▸ INSTRUCTIONS FOR THE TASK: Give the number of lines in the data below where the word "write" appears, and nothing besides.

* * * * * * * * *

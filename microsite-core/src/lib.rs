//! Competition Microsite Library
//!
//! Read-only statistics over recorded trades: headline totals, the public
//! trade listing and a raw diagnostic dump, served over HTTP.

pub mod trades;
pub mod stats;
pub mod config;
pub mod api;

// Re-export main types for easy access
pub use trades::{
    CanonicalTrade, PartialTrade, TradeSelection, TradeSource, TradesTableSource,
    ObjectIndexSource, MicrositeError, MicrositeResult,
};
pub use stats::{MicrositeStats, MicrositeTrade, StatsAccumulator, summarize, list_trades};
pub use config::{MicrositeConfig, StoreSchema, SelectionMode};
pub use api::MicrositeApiServer;

use chrono::Utc;
use std::sync::Arc;

/// Per-request operations behind the HTTP endpoints
pub struct MicrositeService {
    source: Arc<dyn TradeSource>,
    config: Arc<MicrositeConfig>,
}

impl MicrositeService {
    pub fn new(source: Arc<dyn TradeSource>, config: Arc<MicrositeConfig>) -> Self {
        Self { source, config }
    }

    /// Headline statistics over the stats selection
    pub async fn stats(&self) -> MicrositeResult<MicrositeStats> {
        let selection = self.config.selection(self.config.stats_selection)?;
        let trades = self.source.fetch_trades(&selection).await?;
        Ok(summarize(&trades))
    }

    /// Public listing over the trades selection
    pub async fn trades(&self) -> MicrositeResult<Vec<MicrositeTrade>> {
        let selection = self.config.selection(self.config.trades_selection)?;
        let trades = self.source.fetch_trades(&selection).await?;
        Ok(list_trades(trades, Utc::now()))
    }

    /// Stored rows, unprocessed
    pub async fn raw_trades(&self) -> MicrositeResult<Vec<serde_json::Value>> {
        self.source.fetch_raw().await
    }
}
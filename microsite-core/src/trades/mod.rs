//! Trade sources and normalization

pub mod types;
pub mod errors;
pub mod normalizers;
pub mod postgres;

pub use types::{CanonicalTrade, PartialTrade};
pub use errors::{MicrositeError, MicrositeResult};
pub use normalizers::{normalize_trade, decode_payload, coerce_number, coerce_timestamp};
pub use postgres::{TradesTableSource, ObjectIndexSource};

use async_trait::async_trait;
use chrono::{DateTime, Utc};
use std::fmt;

/// Predicate selecting which stored trades a request covers
#[derive(Clone, Debug, PartialEq)]
pub enum TradeSelection {
    /// Trades executed at or before the instant
    AtOrBefore(DateTime<Utc>),
    /// Trades belonging to one competition
    Competition(String),
}

impl fmt::Display for TradeSelection {
    fn fmt(&self, f: &mut fmt::Formatter<'_>) -> fmt::Result {
        match self {
            Self::AtOrBefore(cutoff) => write!(f, "timestamp <= {}", cutoff.to_rfc3339()),
            Self::Competition(id) => write!(f, "competition_id = {}", id),
        }
    }
}

/// Read interface over a trade store, whatever its physical schema
#[async_trait]
pub trait TradeSource: Send + Sync {
    /// Every trade matching the selection, normalized, in store order
    async fn fetch_trades(&self, selection: &TradeSelection) -> MicrositeResult<Vec<CanonicalTrade>>;

    /// Every stored trade row, unprocessed
    async fn fetch_raw(&self) -> MicrositeResult<Vec<serde_json::Value>>;

    fn schema_name(&self) -> &str;
}
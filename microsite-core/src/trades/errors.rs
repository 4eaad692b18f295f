//! Microsite error types

use thiserror::Error;

#[derive(Error, Debug)]
pub enum MicrositeError {
    #[error("Configuration error: {0}")]
    Configuration(String),

    #[error("Database error: {0}")]
    Database(#[from] sqlx::Error),

    #[error("Payload decode error: {0}")]
    Decode(String),
}

impl From<serde_json::Error> for MicrositeError {
    fn from(err: serde_json::Error) -> Self {
        Self::Decode(err.to_string())
    }
}

pub type MicrositeResult<T> = Result<T, MicrositeError>;
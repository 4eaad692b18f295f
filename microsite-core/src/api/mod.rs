//! REST API for the competition microsite
//!
//! Read-only JSON endpoints consumed by the public statistics site.

use std::convert::Infallible;
use std::future::Future;
use std::net::SocketAddr;
use std::sync::Arc;
use serde_json::json;
use tracing::{error, info};
use warp::http::StatusCode;
use warp::{Filter, Rejection, Reply};

use crate::trades::MicrositeError;
use crate::MicrositeService;

/// Request failed in a way the client is not told about
#[derive(Debug)]
pub struct InternalError;

impl warp::reject::Reject for InternalError {}

/// API server for the microsite endpoints
pub struct MicrositeApiServer {
    service: Arc<MicrositeService>,
    addr: SocketAddr,
}

impl MicrositeApiServer {
    pub fn new(service: Arc<MicrositeService>, addr: SocketAddr) -> Self {
        Self { service, addr }
    }

    /// Serve until `shutdown` resolves
    pub async fn start<S>(&self, shutdown: S) -> Result<(), warp::Error>
    where
        S: Future<Output = ()> + Send + 'static,
    {
        let (addr, server) = warp::serve(routes(self.service.clone()))
            .try_bind_with_graceful_shutdown(self.addr, shutdown)?;

        info!("Starting microsite API server on {}", addr);
        server.await;
        info!("Microsite API server stopped");
        Ok(())
    }
}

/// All microsite routes, with CORS and error recovery applied
pub fn routes(
    service: Arc<MicrositeService>,
) -> impl Filter<Extract = (impl Reply,), Error = Infallible> + Clone {
    // Health check endpoint
    let health = warp::path("health")
        .and(warp::path::end())
        .and(warp::get())
        .map(|| {
            warp::reply::json(&json!({
                "status": "ok",
                "service": "microsite-api",
                "timestamp": chrono::Utc::now()
            }))
        });

    let stats = warp::path!("api" / "microsite" / "stats")
        .and(warp::get())
        .and(with_service(service.clone()))
        .and_then(get_stats);

    let trades = warp::path!("api" / "microsite" / "trades")
        .and(warp::get())
        .and(with_service(service.clone()))
        .and_then(get_trades);

    // Diagnostic dump of the stored rows
    let raw = warp::path!("api" / "test")
        .and(warp::get())
        .and(with_service(service))
        .and_then(get_raw_trades);

    // Public site, any origin may read
    let cors = warp::cors()
        .allow_any_origin()
        .allow_headers(vec!["content-type"])
        .allow_methods(vec!["GET", "OPTIONS"]);

    health
        .or(stats)
        .or(trades)
        .or(raw)
        .with(cors)
        .recover(handle_rejection)
}

fn with_service(
    service: Arc<MicrositeService>,
) -> impl Filter<Extract = (Arc<MicrositeService>,), Error = Infallible> + Clone {
    warp::any().map(move || service.clone())
}

fn internal(context: &str, err: MicrositeError) -> Rejection {
    error!("Error fetching {}: {}", context, err);
    warp::reject::custom(InternalError)
}

/// Get headline statistics
async fn get_stats(service: Arc<MicrositeService>) -> Result<impl Reply, Rejection> {
    let stats = service.stats().await.map_err(|e| internal("stats", e))?;
    Ok(warp::reply::json(&stats))
}

/// Get the public trade listing
async fn get_trades(service: Arc<MicrositeService>) -> Result<impl Reply, Rejection> {
    let trades = service.trades().await.map_err(|e| internal("trades", e))?;
    Ok(warp::reply::json(&trades))
}

/// Get raw trade rows
async fn get_raw_trades(service: Arc<MicrositeService>) -> Result<impl Reply, Rejection> {
    let rows = service.raw_trades().await.map_err(|e| internal("raw trades", e))?;
    Ok(warp::reply::json(&rows))
}

/// Handle API errors
async fn handle_rejection(err: Rejection) -> Result<impl Reply, Infallible> {
    let code;
    let message;

    if err.find::<InternalError>().is_some() {
        code = StatusCode::INTERNAL_SERVER_ERROR;
        message = "Internal server error";
    } else if err.is_not_found() {
        code = StatusCode::NOT_FOUND;
        message = "Endpoint not found";
    } else if err.find::<warp::reject::MethodNotAllowed>().is_some() {
        code = StatusCode::METHOD_NOT_ALLOWED;
        message = "Method not allowed";
    } else {
        error!("Unhandled rejection: {:?}", err);
        code = StatusCode::INTERNAL_SERVER_ERROR;
        message = "Internal server error";
    }

    let json = warp::reply::json(&json!({ "error": message }));
    Ok(warp::reply::with_status(json, code))
}

#[cfg(test)]
mod tests {
    use super::*;
    use crate::config::{MicrositeConfig, SelectionMode};
    use crate::trades::{CanonicalTrade, MicrositeResult, TradeSelection, TradeSource};
    use async_trait::async_trait;
    use serde_json::Value;
    use std::sync::Mutex;

    /// In-memory source recording the selections it was asked for
    #[derive(Default)]
    struct StaticTradeSource {
        trades: Vec<CanonicalTrade>,
        failing: bool,
        selections: Mutex<Vec<TradeSelection>>,
    }

    #[async_trait]
    impl TradeSource for StaticTradeSource {
        async fn fetch_trades(&self, selection: &TradeSelection) -> MicrositeResult<Vec<CanonicalTrade>> {
            self.selections.lock().unwrap().push(selection.clone());
            if self.failing {
                return Err(MicrositeError::Database(sqlx::Error::PoolTimedOut));
            }
            Ok(self.trades.clone())
        }

        async fn fetch_raw(&self) -> MicrositeResult<Vec<Value>> {
            if self.failing {
                return Err(MicrositeError::Database(sqlx::Error::PoolClosed));
            }
            Ok(self
                .trades
                .iter()
                .map(|t| json!({ "id": t.id, "trade_amount_usd": t.notional_usd }))
                .collect())
        }

        fn schema_name(&self) -> &str {
            "static"
        }
    }

    fn sample_trades() -> Vec<CanonicalTrade> {
        vec![
            CanonicalTrade {
                id: "t-2".to_string(),
                agent_id: Some("agent-1".to_string()),
                notional_usd: 100.0,
                to_token_symbol: "ETH".to_string(),
                to_chain: "ethereum".to_string(),
                to_specific_chain: Some("op-mainnet".to_string()),
                ..Default::default()
            },
            CanonicalTrade {
                id: "t-1".to_string(),
                to_token_symbol: "ETH".to_string(),
                to_chain: "polygon".to_string(),
                ..Default::default()
            },
        ]
    }

    fn config_with_competition(competition_id: Option<&str>) -> MicrositeConfig {
        MicrositeConfig {
            competition_id: competition_id.map(str::to_string),
            ..Default::default()
        }
    }

    fn service(source: Arc<StaticTradeSource>, config: MicrositeConfig) -> Arc<MicrositeService> {
        Arc::new(MicrositeService::new(source, Arc::new(config)))
    }

    async fn get(service: Arc<MicrositeService>, path: &str) -> (StatusCode, Value) {
        let res = warp::test::request()
            .method("GET")
            .path(path)
            .reply(&routes(service))
            .await;
        let body = serde_json::from_slice(res.body()).unwrap_or(Value::Null);
        (res.status(), body)
    }

    #[tokio::test]
    async fn test_stats_endpoint() {
        let source = Arc::new(StaticTradeSource { trades: sample_trades(), ..Default::default() });
        let config = config_with_competition(None);
        let cutoff = config.cutoff;

        let (status, body) = get(service(source.clone(), config), "/api/microsite/stats").await;

        assert_eq!(status, StatusCode::OK);
        assert_eq!(body, json!({
            "totalNotionalTradedUsd": 100.0,
            "totalTrades": 2,
            "totalTokensTraded": 1,
            "totalChainsTraded": 2,
        }));
        assert_eq!(*source.selections.lock().unwrap(), vec![TradeSelection::AtOrBefore(cutoff)]);
    }

    #[tokio::test]
    async fn test_trades_endpoint_uses_competition() {
        let source = Arc::new(StaticTradeSource { trades: sample_trades(), ..Default::default() });

        let (status, body) = get(
            service(source.clone(), config_with_competition(Some("comp-7"))),
            "/api/microsite/trades",
        )
        .await;

        assert_eq!(status, StatusCode::OK);
        let listed = body.as_array().unwrap();
        assert_eq!(listed.len(), 2);
        assert_eq!(listed[0]["id"], "t-2");
        assert_eq!(listed[0]["toSpecificChain"], "op-mainnet");
        assert_eq!(listed[1]["id"], "t-1");
        assert_eq!(listed[1]["agentId"], Value::Null);
        assert_eq!(listed[1]["reason"], "");
        assert_eq!(
            *source.selections.lock().unwrap(),
            vec![TradeSelection::Competition("comp-7".to_string())]
        );
    }

    #[tokio::test]
    async fn test_missing_competition_id_is_internal_error() {
        let source = Arc::new(StaticTradeSource { trades: sample_trades(), ..Default::default() });

        let (status, body) = get(service(source.clone(), config_with_competition(None)), "/api/microsite/trades").await;

        assert_eq!(status, StatusCode::INTERNAL_SERVER_ERROR);
        assert_eq!(body, json!({ "error": "Internal server error" }));
        // Fails before touching the store
        assert!(source.selections.lock().unwrap().is_empty());
    }

    #[tokio::test]
    async fn test_store_failure_is_internal_error() {
        let source = Arc::new(StaticTradeSource { failing: true, ..Default::default() });
        let config = MicrositeConfig {
            stats_selection: SelectionMode::Competition,
            ..config_with_competition(Some("comp-7"))
        };
        let service = service(source, config);

        for path in ["/api/microsite/stats", "/api/microsite/trades", "/api/test"] {
            let (status, body) = get(service.clone(), path).await;
            assert_eq!(status, StatusCode::INTERNAL_SERVER_ERROR, "{}", path);
            assert_eq!(body, json!({ "error": "Internal server error" }), "{}", path);
        }
    }

    #[tokio::test]
    async fn test_raw_endpoint() {
        let source = Arc::new(StaticTradeSource { trades: sample_trades(), ..Default::default() });

        let (status, body) = get(service(source, config_with_competition(None)), "/api/test").await;

        assert_eq!(status, StatusCode::OK);
        assert_eq!(body, json!([
            { "id": "t-2", "trade_amount_usd": 100.0 },
            { "id": "t-1", "trade_amount_usd": 0.0 },
        ]));
    }

    #[tokio::test]
    async fn test_empty_store() {
        let source = Arc::new(StaticTradeSource::default());
        let service = service(source, config_with_competition(Some("comp-7")));

        let (status, body) = get(service.clone(), "/api/microsite/stats").await;
        assert_eq!(status, StatusCode::OK);
        assert_eq!(body["totalTrades"], 0);

        let (status, body) = get(service, "/api/microsite/trades").await;
        assert_eq!(status, StatusCode::OK);
        assert_eq!(body, json!([]));
    }

    #[tokio::test]
    async fn test_health_and_unknown_path() {
        let service = service(Arc::new(StaticTradeSource::default()), config_with_competition(None));

        let (status, body) = get(service.clone(), "/health").await;
        assert_eq!(status, StatusCode::OK);
        assert_eq!(body["status"], "ok");

        let (status, body) = get(service, "/api/microsite/nope").await;
        assert_eq!(status, StatusCode::NOT_FOUND);
        assert_eq!(body["error"], "Endpoint not found");
    }

    #[tokio::test]
    async fn test_post_is_rejected() {
        let service = service(Arc::new(StaticTradeSource::default()), config_with_competition(None));

        let res = warp::test::request()
            .method("POST")
            .path("/api/microsite/stats")
            .reply(&routes(service))
            .await;

        assert_eq!(res.status(), StatusCode::METHOD_NOT_ALLOWED);
    }
}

* * * * * * * * *

▸ EXERCISE OUTPUT: 2